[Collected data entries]
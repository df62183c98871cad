//! Session registry: which active Session each client belongs to.
//!
//! Keeps both directions, client → session (to route moves) and
//! session → members (to evict everyone at once when a Session ends), so an
//! entry can never outlive the Session it points to. A client belongs to at
//! most one Session at a time.

use std::collections::HashMap;

use crate::game::error::GameError;
use crate::game::types::{ClientId, SessionId};

#[derive(Debug, Default)]
pub struct SessionRegistry {
    by_client: HashMap<ClientId, SessionId>,
    members: HashMap<SessionId, [ClientId; 2]>,
}

impl SessionRegistry {
    pub fn new() -> Self {
        Self::default()
    }

    /// Records a new Session. Fails without changes if either member is
    /// already registered.
    pub fn register(&mut self, session_id: SessionId, members: [ClientId; 2]) -> Result<(), GameError> {
        if members.iter().any(|c| self.by_client.contains_key(c)) || self.members.contains_key(&session_id) {
            return Err(GameError::AlreadyInSession);
        }
        for client in members {
            self.by_client.insert(client, session_id);
        }
        self.members.insert(session_id, members);
        Ok(())
    }

    pub fn lookup(&self, client: ClientId) -> Option<SessionId> {
        self.by_client.get(&client).copied()
    }

    pub fn contains(&self, client: ClientId) -> bool {
        self.by_client.contains_key(&client)
    }

    pub fn session_count(&self) -> usize {
        self.members.len()
    }

    /// Removes a Session and all its members' entries. Returns the members.
    pub fn evict_session(&mut self, session_id: SessionId) -> Option<[ClientId; 2]> {
        let members = self.members.remove(&session_id)?;
        for client in members {
            if self.by_client.get(&client) == Some(&session_id) {
                self.by_client.remove(&client);
            }
        }
        Some(members)
    }
}
//! Game session module: one actor per paired Session.

pub mod server;
pub mod messages;

pub use server::GameSession;
//! Application state shared by HTTP/WebSocket handlers.

use actix::Addr;

use crate::server::dispatcher::Dispatcher;

pub struct AppState {
    /// Address of the dispatcher actor (queue, registry, session routing).
    pub dispatcher: Addr<Dispatcher>,
}

impl AppState {
    pub fn new(dispatcher: Addr<Dispatcher>) -> Self {
        AppState { dispatcher }
    }
}
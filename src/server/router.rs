//! HTTP and WebSocket routing configuration.
//!
//! `/ws` upgrades to a client connection; `/stats` reports dispatcher counters.

use actix_web::{web, HttpResponse};
use log::error;

use crate::server::connection::ws_connect;
use crate::server::dispatcher::GetStats;
use crate::server::state::AppState;

async fn stats(data: web::Data<AppState>) -> HttpResponse {
    match data.dispatcher.send(GetStats).await {
        Ok(stats) => HttpResponse::Ok().json(stats),
        Err(e) => {
            error!("[Router] Dispatcher unavailable: {}", e);
            HttpResponse::ServiceUnavailable().finish()
        }
    }
}

/// Configure the application's HTTP/WebSocket routes.
pub fn config(cfg: &mut web::ServiceConfig) {
    cfg.service(web::resource("/ws").to(ws_connect))
        .service(web::resource("/stats").route(web::get().to(stats)));
}
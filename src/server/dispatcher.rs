/// Dispatcher actor.
///
/// Entry point for every client event. Owns the matchmaking queue, the
/// session registry and the address book of live connections and session
/// actors. Each inbound event maps to one queue or session operation; the
/// dispatcher itself never touches board state.
use actix::prelude::*;
use serde::Serialize;
use std::collections::HashMap;
use log::{debug, error, info, warn};

use crate::game::error::GameError;
use crate::game::events::ServerEvent;
use crate::game::types::{ClientId, SessionId};
use crate::server::game_session::GameSession;
use crate::server::game_session::messages::{ApplyMove, MemberDisconnected, SessionEnded};
use crate::server::matchmaking::queue::{Enqueued, MatchQueue, Pairing};
use crate::server::protocol::{ClientEvent, Deliver, JoinQueueRequest};
use crate::server::registry::SessionRegistry;

/// A client with an open connection.
struct ConnectedClient {
    name: String,
    addr: Recipient<Deliver>,
}

pub struct Dispatcher {
    clients: HashMap<ClientId, ConnectedClient>,
    queue: MatchQueue,
    registry: SessionRegistry,
    sessions: HashMap<SessionId, Addr<GameSession>>,
}

impl Dispatcher {
    pub fn new(queue: MatchQueue) -> Self {
        Self {
            clients: HashMap::new(),
            queue,
            registry: SessionRegistry::new(),
            sessions: HashMap::new(),
        }
    }

    fn send(&self, client: ClientId, event: ServerEvent) {
        if let Some(connected) = self.clients.get(&client) {
            connected.addr.do_send(Deliver(event));
        }
    }

    fn reject(&self, client: ClientId, err: GameError) {
        warn!("[Dispatcher] Rejected request from {}: {}", client, err);
        self.send(client, ServerEvent::error(&err));
    }

    fn name_of(&self, client: ClientId) -> String {
        self.clients
            .get(&client)
            .map(|c| c.name.clone())
            .unwrap_or_else(|| crate::config::matchmaking::DEFAULT_NAME.to_string())
    }

    /// The live session actor for `client`. A registry entry without a known
    /// actor is a bookkeeping bug: it is logged and evicted.
    fn session_of(&mut self, client: ClientId) -> Option<Addr<GameSession>> {
        let session_id = self.registry.lookup(client)?;
        match self.sessions.get(&session_id) {
            Some(addr) if addr.connected() => Some(addr.clone()),
            Some(_) => {
                // Stopped, and its SessionEnded is still in our mailbox.
                debug!("[Dispatcher] Session {} already stopped, evicting", session_id);
                self.forget_session(session_id);
                None
            }
            None => {
                error!("[Dispatcher] Registry entry for {} points to missing session {}", client, session_id);
                self.forget_session(session_id);
                None
            }
        }
    }

    fn forget_session(&mut self, session_id: SessionId) {
        self.sessions.remove(&session_id);
        if let Some(members) = self.registry.evict_session(session_id) {
            debug!("[Dispatcher] Session {} evicted, members {:?} are free", session_id, members);
        }
    }

    fn join_queue(&mut self, client: ClientId, request: JoinQueueRequest, ctx: &mut Context<Self>) {
        if self.session_of(client).is_some() {
            return self.reject(client, GameError::AlreadyInSession);
        }
        let criteria = match request.criteria() {
            Ok(criteria) => criteria,
            Err(err) => return self.reject(client, err),
        };
        match self.queue.enqueue(client, criteria) {
            Ok(Enqueued::Waiting) => self.send(
                client,
                ServerEvent::Queued { stake: criteria.config.stake, best_of: criteria.config.best_of },
            ),
            Ok(Enqueued::Paired(pairing)) => self.launch_session(pairing, ctx),
            Err(err) => self.reject(client, err),
        }
    }

    /// Registers both members and starts the session actor, which announces
    /// the match and round 1.
    fn launch_session(&mut self, pairing: Pairing, ctx: &mut Context<Self>) {
        let clients = pairing.clients();
        let session = pairing.into_session(|c| self.name_of(c));
        let session_id = session.id();

        if let Err(err) = self.registry.register(session_id, clients) {
            error!("[Dispatcher] Could not register session {}: {}", session_id, err);
            return;
        }
        let connections = clients
            .iter()
            .filter_map(|c| self.clients.get(c).map(|connected| (*c, connected.addr.clone())))
            .collect();
        let addr = GameSession::new(session, connections, ctx.address().recipient()).start();
        self.sessions.insert(session_id, addr);
        info!("[Dispatcher] Session {} created for {} and {}", session_id, clients[0], clients[1]);
    }

    fn place_move(&mut self, client: ClientId, index: i64) {
        match self.session_of(client) {
            Some(addr) => match addr.try_send(ApplyMove { client, index }) {
                Ok(()) => {}
                Err(SendError::Full(msg)) => addr.do_send(msg),
                Err(SendError::Closed(_)) => self.reject(client, GameError::UnknownSession),
            },
            None => self.reject(client, GameError::UnknownSession),
        }
    }
}

impl Actor for Dispatcher {
    type Context = Context<Self>;
}

/// Message: a new connection was accepted.
#[derive(Message)]
#[rtype(result = "()")]
pub struct Connect {
    pub client: ClientId,
    pub name: String,
    pub addr: Recipient<Deliver>,
}

/// Message: a connection closed.
#[derive(Message)]
#[rtype(result = "()")]
pub struct Disconnect {
    pub client: ClientId,
}

/// Message: a decoded event from a client.
#[derive(Message)]
#[rtype(result = "()")]
pub struct Inbound {
    pub client: ClientId,
    pub event: ClientEvent,
}

/// Message: snapshot of dispatcher counters.
#[derive(Message)]
#[rtype(result = "DispatcherStats")]
pub struct GetStats;

#[derive(Debug, Clone, Copy, PartialEq, Eq, Serialize)]
#[serde(rename_all = "camelCase")]
pub struct DispatcherStats {
    pub connected: usize,
    pub queued: usize,
    pub active_sessions: usize,
}

impl Handler<Connect> for Dispatcher {
    type Result = ();

    fn handle(&mut self, msg: Connect, _ctx: &mut Self::Context) -> Self::Result {
        info!("[Dispatcher] Client {} connected as '{}'", msg.client, msg.name);
        self.clients.insert(msg.client, ConnectedClient { name: msg.name, addr: msg.addr });
    }
}

impl Handler<Disconnect> for Dispatcher {
    type Result = ();

    fn handle(&mut self, msg: Disconnect, _ctx: &mut Self::Context) -> Self::Result {
        info!("[Dispatcher] Client {} disconnected", msg.client);
        self.clients.remove(&msg.client);
        self.queue.dequeue(msg.client);
        if let Some(addr) = self.session_of(msg.client) {
            addr.do_send(MemberDisconnected { client: msg.client });
        }
    }
}

impl Handler<Inbound> for Dispatcher {
    type Result = ();

    fn handle(&mut self, msg: Inbound, ctx: &mut Self::Context) -> Self::Result {
        let Inbound { client, event } = msg;
        if !self.clients.contains_key(&client) {
            warn!("[Dispatcher] Event from unknown client {} ignored", client);
            return;
        }
        match event {
            ClientEvent::Hello { name } => {
                debug!("[Dispatcher] Client {} renamed to '{}'", client, name);
                if let Some(connected) = self.clients.get_mut(&client) {
                    connected.name = name;
                }
            }
            ClientEvent::JoinQueue(request) => self.join_queue(client, request, ctx),
            ClientEvent::LeaveQueue => {
                self.queue.dequeue(client);
            }
            ClientEvent::PlaceMove { index } => self.place_move(client, index),
            ClientEvent::Ping => {}
        }
    }
}

impl Handler<SessionEnded> for Dispatcher {
    type Result = ();

    fn handle(&mut self, msg: SessionEnded, _ctx: &mut Self::Context) -> Self::Result {
        self.forget_session(msg.session_id);
    }
}

impl Handler<GetStats> for Dispatcher {
    type Result = MessageResult<GetStats>;

    fn handle(&mut self, _msg: GetStats, _ctx: &mut Self::Context) -> Self::Result {
        MessageResult(DispatcherStats {
            connected: self.clients.len(),
            queued: self.queue.len(),
            active_sessions: self.registry.session_count(),
        })
    }
}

_REQUIRED WORK_: In the entries above, work out how many lines contain the string "SessionRegistry", and give only that number.

_OUTPUT OF THE EXERCISE_: 5